Recent results suggest that HoxA and HoxD clusters are necessary for the activation of Fgf expression at the AER via Gremlin1 (Grem1) and Fgf10 downregulation (Sheth et al.,

2013). We therefore analyzed expression of the python Grem1 gene, a BMP antagonist expressed in the limb mesenchyme essential for the correct expression of ectodermal Fgf genes (Zuniga et al., 1999). We found that Grem1, similarly to Fgf10 is expressed in the python limb, indicating that the few Hox genes present at the python hindlimb are sufficient to drive expression of this gene.

Altogether, these results show that genes known to be necessary for limb growth and differentiation, both for AER induction or Shh activation in the posterior limb are unexpectedly expressed in the python hindlimb. In addition, Hox gene expression at the python hindlimb is mostly restricted to the HoxA cluster and includes both mouse zeugopod-specific genes such as Hoxa11 and the mouse autopod-zeugopod-specific Hoxa13.

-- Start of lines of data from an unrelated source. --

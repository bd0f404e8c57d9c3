use anyhow::{bail, Context, Result};
use std::fmt::Write as _;
use std::path::PathBuf;

use crate::warehouse::{table_counts, TableCounts};

#[derive(Debug, Clone, Default)]
pub struct CountsConfig {
    /// Optional override for the warehouse file.
    pub db: Option<PathBuf>,
}

pub fn run(cfg: CountsConfig) -> Result<TableCounts> {
    let wh = super::warehouse_for(cfg.db.as_deref());
    // Opening a missing file would silently create an empty database.
    if !wh.path().exists() {
        bail!("warehouse {} does not exist", wh.path().display());
    }
    let conn = wh.connect()?;
    let counts = table_counts(&conn)
        .with_context(|| format!("count rows in {}", wh.path().display()))?;
    print!("{}", render(&counts));
    Ok(counts)
}

fn render(counts: &TableCounts) -> String {
    let mut out = String::new();
    for (table, n) in counts.as_pairs() {
        let _ = writeln!(out, "{table:<16} {n:>10}");
    }
    out
}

Figure 23 – Python embryonic tissue RNA-seq mapping over genes involved in limb development

A. RNA-seq profiles over genes that have a role in AER formation and Fgf or Shh activation. B. Mapping of RNA-seq reads over selected Hox genes. Exons estimated either by cufflinks or by blast with exons of closely related species.

Figure 24 – RNA-seq profiles of python and lizard limbs and genitals

RNA-seq mapping of python hindlimb bud and genitals (top), as well as lizard limb and genitals over the HoxA cluster (bottom). The y-axis is adjusted according to total number of aligned reads over the respective genomes between samples of the same species. Hox genes are represented by black boxes.